Newborns cycle through several states: regular sleep, irregular sleep, quiet alertness, waking activity, and crying. Initially, they sleep 16-20 hours a day, with cyclical activity patterns of feeding, brief wakefulness, and sleep, repeated every 3-4 hours. Feeding schedules are initially irregular, becoming more regular over time.

Newborn Equipment

Newborns possess innate abilities for adaptation and survival, categorized into information systems, action systems, and communication systems.

Systems for Information

  1. Visual Perception: Less developed at birth but rapidly improves. Initial focus is best at 20-25cm, with limited acuity and binocular convergence. Newborns detect light intensity changes, wavelengths (color), brightness, contrast, and prefer objects with distinct features, particularly edges and contours.
  2. Auditory Perception: Well-developed at birth, perceiving sounds experienced in utero. Initially, they cannot locate sound sources but prefer low, rhythmic sounds and human voice frequencies.
  3. Taste Perception: Present at birth, with preferences and dislikes expressed through facial gestures.
  4. Olfactory Perception: Can perceive and react to odors, showing relaxation and sucking motions to pleasant smells.
  5. Tactile Perception: Thermal and pain receptors are functional.

Systems to Transmit Information

  1. Crying: A reflex response to discomfort, initially indicating lung function.
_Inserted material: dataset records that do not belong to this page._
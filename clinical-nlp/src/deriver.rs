//! Risk factor and diagnostic code derivation

use itertools::Itertools;
use serde::{Deserialize, Serialize};
use std::fmt;
use tracing::debug;

use crate::catalog::DiagnosticCodeCatalog;

/// Code reported when no catalog condition is present
pub const FALLBACK_CODE: &str = "R69.9";
pub const CODE_SEPARATOR: &str = ", ";

pub const PREGNANCY_FACTOR: &str = "Pregnant/Postpartum status";
pub const POSTPARTUM_FACTOR: &str = "Postpartum period";

/// Age bucket of a patient; the first matching rule wins
#[derive(Debug, Clone, Copy, PartialEq, Eq, Hash, Serialize, Deserialize)]
pub enum AgeBracket {
    /// Older than 75
    AdvancedOver75,
    /// Older than 65
    AdvancedOver65,
    /// Younger than 5
    Pediatric,
    /// Younger than 18
    Adolescent,
}

impl AgeBracket {
    pub fn from_age(age: i64) -> Option<Self> {
        if age > 75 {
            Some(Self::AdvancedOver75)
        } else if age > 65 {
            Some(Self::AdvancedOver65)
        } else if age < 5 {
            Some(Self::Pediatric)
        } else if age < 18 {
            Some(Self::Adolescent)
        } else {
            None
        }
    }

    /// Bracket for a free-text age; unparsable input has none
    pub fn parse(age: &str) -> Option<Self> {
        match age.trim().parse::<i64>() {
            Ok(years) => Self::from_age(years),
            Err(e) => {
                debug!(error = %e, "Ignoring unparsable patient age");
                None
            }
        }
    }

    pub fn label(&self) -> &'static str {
        match self {
            Self::AdvancedOver75 => "Advanced age (>75)",
            Self::AdvancedOver65 => "Advanced age (>65)",
            Self::Pediatric => "Pediatric patient",
            Self::Adolescent => "Adolescent patient",
        }
    }
}

impl fmt::Display for AgeBracket {
    fn fmt(&self, f: &mut fmt::Formatter<'_>) -> fmt::Result {
        f.write_str(self.label())
    }
}

/// Demographic and obstetric risk factors, age bracket first
pub fn identify_risk_factors(note: &str, patient_age: &str, gender: &str) -> Vec<String> {
    let mut factors: Vec<String> = Vec::new();
    let lowered = note.to_lowercase();

    if let Some(bracket) = AgeBracket::parse(patient_age) {
        factors.push(bracket.label().to_string());
    }

    if gender.to_lowercase() == "female" {
        if lowered.contains("pregnant") || lowered.contains("pregnancy") {
            factors.push(PREGNANCY_FACTOR.to_string());
        }
        if lowered.contains("postpartum") {
            factors.push(POSTPARTUM_FACTOR.to_string());
        }
    }

    factors.dedup();
    factors
}

/// Distinct codes of the conditions present, in catalog order
pub fn matched_codes<'a>(note: &str, catalog: &'a DiagnosticCodeCatalog) -> Vec<&'a str> {
    catalog
        .conditions()
        .filter(|(condition, code)| {
            let present = condition.is_match(note);
            if present {
                debug!(condition = condition.phrase(), code, "Diagnostic code matched");
            }
            present
        })
        .map(|(_, code)| code)
        .unique()
        .collect()
}

/// Comma-joined diagnostic codes, or [`FALLBACK_CODE`]
pub fn generate_diagnostic_codes(note: &str, catalog: &DiagnosticCodeCatalog) -> String {
    let codes = matched_codes(note, catalog);
    if codes.is_empty() {
        FALLBACK_CODE.to_string()
    } else {
        codes.join(CODE_SEPARATOR)
    }
}
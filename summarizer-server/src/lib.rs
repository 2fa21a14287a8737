//! Clinical Summarizer Server - HTTP API over the clinical NLP core
//!
//! This library provides the axum router, handlers and error mapping of the
//! summarizer HTTP server. All classification happens in `clinical-nlp`.

pub mod error;
pub mod handlers;
pub mod middleware;
pub mod openapi;
pub mod routes;
pub mod server;

// Re-export commonly used types
pub use error::*;
pub use server::{AppState, ServerConfig, DEFAULT_ALLOWED_ORIGINS};

use axum::{middleware::from_fn, Router};
use tower::ServiceBuilder;
use tower_http::trace::TraceLayer;

/// Create the main application router with all routes and middleware
pub fn create_app(state: AppState, config: &ServerConfig) -> Router {
    routes::create_routes()
        .layer(
            ServiceBuilder::new()
                .layer(TraceLayer::new_for_http())
                .layer(middleware::create_cors_layer(&config.allowed_origins))
                .layer(from_fn(middleware::request_timing_middleware)),
        )
        .with_state(state)
}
Triggered by temperature changes, intense stimuli, hunger, pain. Different cries signal hunger, anger, grief, and attention needs. Crying elicits physiological responses in caregivers, primarily serving as a call for care.
  2. Smiling/Grimacing: Initially reflects physiological states, later evolving into recognition responses and eventually acquiring social value (2nd month). Adults react positively, increasing interaction.
  3. Emotional Expression: Gestures communicate pleasure and displeasure before language development, interpreted by adults.

Systems to Act

  1. Reflexes: Innate behaviors for survival, triggered by specific stimuli. Some reflexes have known functions, others disappear over time. Important reflexes include sucking, rooting, swallowing, and grasping. Sucking and grasping become voluntary around 4 months. Other reflexes (palpebral, emetic, pain avoidance) remain with minimal changes. Primitive reflexes (swimming, crawling, walking, climbing, Babinski, plantar grasp, Moro) disappear within months, potentially remnants of evolutionary past.
  2. Imitation: Recent studies suggest imitation of non-visible body parts (face) is possible before 8 months, requiring intermodal perception (vision and muscle activity).

Temperamental Variables

Nine temperamental variables, present from early life, influence individual differences:

  1. Activity Level
  2. Rhythmicity of biological functions
  3. Approach/Withdrawal to novelty
  4. Adaptability to change
  5. Sensitivity to stimulation
  6. Intensity of reactions
  7. General mood
  8. Distractibility
  9. Persistence of activity

These variables categorize children into three groups: easy, difficult, and slow-to-warm-up.